- [Action item]:
Show every line of the data where the word "reqwest" can be found.
*** Opening Records ***
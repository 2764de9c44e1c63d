//! HTTP client for the liquidity aggregator REST API.
//!
//! One authenticated call per invocation, no retries. Non-2xx bodies
//! are mined for a human-readable `description` before falling back to
//! the bare status code.

use crate::error::{UpstreamError, UpstreamResult};
use async_trait::async_trait;
use reqwest::Client;
use serde_json::Value;
use std::time::Duration;
use swapdeck_core::QuoteRequest;
use tracing::{debug, info, warn};

/// Default timeout for aggregator requests.
const DEFAULT_TIMEOUT: Duration = Duration::from_secs(10);

/// Upstream aggregator operations, one method per endpoint.
///
/// Handlers depend on this trait so tests can substitute a mock and
/// assert that validation rejects bad input before any call is made.
#[async_trait]
pub trait AggregatorApi: Send + Sync {
    /// Fetch a swap quote.
    async fn swap_quote(&self, req: &QuoteRequest) -> UpstreamResult<Value>;

    /// Price a limit order (how much the maker gives for `taking_amount`).
    async fn limit_order_quote(
        &self,
        chain_id: u64,
        maker_asset: &str,
        taker_asset: &str,
        taking_amount: &str,
    ) -> UpstreamResult<Value>;

    /// Validate a signed limit order payload.
    async fn validate_order(&self, chain_id: u64, order: &Value) -> UpstreamResult<Value>;

    /// Cancel a resting limit order.
    async fn cancel_order(&self, chain_id: u64, order_id: &str) -> UpstreamResult<Value>;
}

/// Live client for the aggregator REST API.
pub struct HttpAggregator {
    /// HTTP client.
    client: Client,
    /// API base URL (e.g., "https://api.1inch.dev").
    base_url: String,
    /// Bearer credential. May be absent at startup; surfaced as a
    /// config error at first use, not at construction.
    api_key: Option<String>,
}

impl HttpAggregator {
    /// Create a new aggregator client.
    pub fn new(base_url: impl Into<String>, api_key: Option<String>) -> UpstreamResult<Self> {
        let client = Client::builder()
            .timeout(DEFAULT_TIMEOUT)
            .build()
            .map_err(|e| UpstreamError::Transport(format!("Failed to create HTTP client: {e}")))?;

        Ok(Self {
            client,
            base_url: base_url.into(),
            api_key,
        })
    }

    /// Authenticate and send one request, mapping every failure into
    /// `UpstreamError`.
    async fn send(&self, request: reqwest::RequestBuilder) -> UpstreamResult<Value> {
        // Credential check comes first: zero outbound calls when the
        // server is misconfigured.
        let key = self
            .api_key
            .as_deref()
            .ok_or(UpstreamError::MissingCredential)?;

        let response = request
            .bearer_auth(key)
            .send()
            .await
            .map_err(|e| UpstreamError::Transport(e.to_string()))?;

        let status = response.status();
        if !status.is_success() {
            // Best effort: upstream error bodies usually carry a
            // human-readable `description`.
            let message = response
                .json::<Value>()
                .await
                .ok()
                .and_then(|body| {
                    body.get("description")
                        .and_then(|d| d.as_str())
                        .map(String::from)
                })
                .unwrap_or_else(|| format!("HTTP {}", status.as_u16()));

            warn!(status = status.as_u16(), %message, "Aggregator returned error");
            return Err(UpstreamError::Status {
                status: status.as_u16(),
                message,
            });
        }

        response
            .json::<Value>()
            .await
            .map_err(|e| UpstreamError::Transport(format!("Failed to parse response: {e}")))
    }
}

#[async_trait]
impl AggregatorApi for HttpAggregator {
    async fn swap_quote(&self, req: &QuoteRequest) -> UpstreamResult<Value> {
        info!(chain_id = req.chain_id, src = %req.src_token, dst = %req.dst_token, "Fetching swap quote");

        let url = format!("{}/fusion/quote/v1.0/{}", self.base_url, req.chain_id);
        let request = self.client.get(&url).query(&[
            ("src", req.src_token.as_str()),
            ("dst", req.dst_token.as_str()),
            ("amount", req.amount.as_str()),
            ("from", req.taker.as_str()),
        ]);

        self.send(request).await
    }

    async fn limit_order_quote(
        &self,
        chain_id: u64,
        maker_asset: &str,
        taker_asset: &str,
        taking_amount: &str,
    ) -> UpstreamResult<Value> {
        debug!(chain_id, maker_asset, taker_asset, "Fetching limit order quote");

        let url = format!("{}/orderbook/v4.0/{}/quote", self.base_url, chain_id);
        let request = self.client.get(&url).query(&[
            ("makerAsset", maker_asset),
            ("takerAsset", taker_asset),
            ("takingAmount", taking_amount),
        ]);

        self.send(request).await
    }

    async fn validate_order(&self, chain_id: u64, order: &Value) -> UpstreamResult<Value> {
        debug!(chain_id, "Validating limit order");

        let url = format!("{}/orderbook/v4.0/{}/validate", self.base_url, chain_id);
        let request = self.client.post(&url).json(order);

        self.send(request).await
    }

    async fn cancel_order(&self, chain_id: u64, order_id: &str) -> UpstreamResult<Value> {
        info!(chain_id, order_id, "Cancelling limit order");

        let url = format!(
            "{}/orderbook/v4.0/{}/order/{}",
            self.base_url, chain_id, order_id
        );
        let request = self.client.delete(&url);

        self.send(request).await
    }
}

#[cfg(test)]
mod tests {
    use super::*;
    use tokio::io::{AsyncReadExt, AsyncWriteExt};

    fn quote_request() -> QuoteRequest {
        QuoteRequest::new(1, "0xsrc", "0xdst", "1000", "0xme").unwrap()
    }

    /// One-shot upstream double: accepts a single connection and
    /// answers with a canned HTTP response.
    async fn spawn_upstream(status_line: &str, body: &str) -> String {
        let listener = tokio::net::TcpListener::bind("127.0.0.1:0").await.unwrap();
        let addr = listener.local_addr().unwrap();
        let response = format!(
            "HTTP/1.1 {status_line}\r\ncontent-type: application/json\r\ncontent-length: {}\r\nconnection: close\r\n\r\n{body}",
            body.len()
        );

        tokio::spawn(async move {
            let (mut socket, _) = listener.accept().await.unwrap();
            let mut buf = [0u8; 2048];
            let _ = socket.read(&mut buf).await;
            let _ = socket.write_all(response.as_bytes()).await;
            let _ = socket.shutdown().await;
        });

        format!("http://{addr}")
    }

    #[tokio::test]
    async fn test_non_2xx_description_is_surfaced() {
        let base = spawn_upstream(
            "400 Bad Request",
            r#"{"description":"insufficient liquidity"}"#,
        )
        .await;
        let client = HttpAggregator::new(base, Some("key".into())).unwrap();

        let err = client.swap_quote(&quote_request()).await.unwrap_err();
        match err {
            UpstreamError::Status { status, message } => {
                assert_eq!(status, 400);
                assert_eq!(message, "insufficient liquidity");
            }
            other => panic!("Expected Status, got {other:?}"),
        }
    }

    #[tokio::test]
    async fn test_non_2xx_unparseable_body_falls_back_to_http_status() {
        let base = spawn_upstream("503 Service Unavailable", "upstream melted").await;
        let client = HttpAggregator::new(base, Some("key".into())).unwrap();

        let err = client.cancel_order(1, "abc").await.unwrap_err();
        match err {
            UpstreamError::Status { status, message } => {
                assert_eq!(status, 503);
                assert_eq!(message, "HTTP 503");
            }
            other => panic!("Expected Status, got {other:?}"),
        }
    }

    #[tokio::test]
    async fn test_success_body_returned_as_json() {
        let base = spawn_upstream("200 OK", r#"{"success":true}"#).await;
        let client = HttpAggregator::new(base, Some("key".into())).unwrap();

        let raw = client.cancel_order(1, "abc").await.unwrap();
        assert_eq!(raw["success"], true);
    }

    #[tokio::test]
    async fn test_missing_credential_fails_before_network() {
        // Unroutable base URL: if the client ever tried the network
        // this test would hang or fail with a transport error instead.
        let client = HttpAggregator::new("http://192.0.2.1", None).unwrap();

        let err = client.swap_quote(&quote_request()).await.unwrap_err();
        assert!(matches!(err, UpstreamError::MissingCredential));
        assert!(err.is_config());
        assert_eq!(err.status(), 0);
    }

    #[tokio::test]
    async fn test_missing_credential_on_every_operation() {
        let client = HttpAggregator::new("http://192.0.2.1", None).unwrap();

        assert!(matches!(
            client.limit_order_quote(1, "0xa", "0xb", "10").await,
            Err(UpstreamError::MissingCredential)
        ));
        assert!(matches!(
            client.validate_order(1, &serde_json::json!({})).await,
            Err(UpstreamError::MissingCredential)
        ));
        assert!(matches!(
            client.cancel_order(1, "abc").await,
            Err(UpstreamError::MissingCredential)
        ));
    }

    #[test]
    fn test_credential_error_message() {
        assert_eq!(
            UpstreamError::MissingCredential.to_string(),
            "aggregator credential not configured"
        );
    }

    #[test]
    fn test_status_error_carries_code() {
        let err = UpstreamError::Status {
            status: 429,
            message: "HTTP 429".into(),
        };
        assert_eq!(err.status(), 429);
        assert!(!err.is_config());
    }
}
*** Closing Records ***
- [Task solution]:
use reqwest::Client;
    async fn send(&self, request: reqwest::RequestBuilder) -> UpstreamResult<Value> {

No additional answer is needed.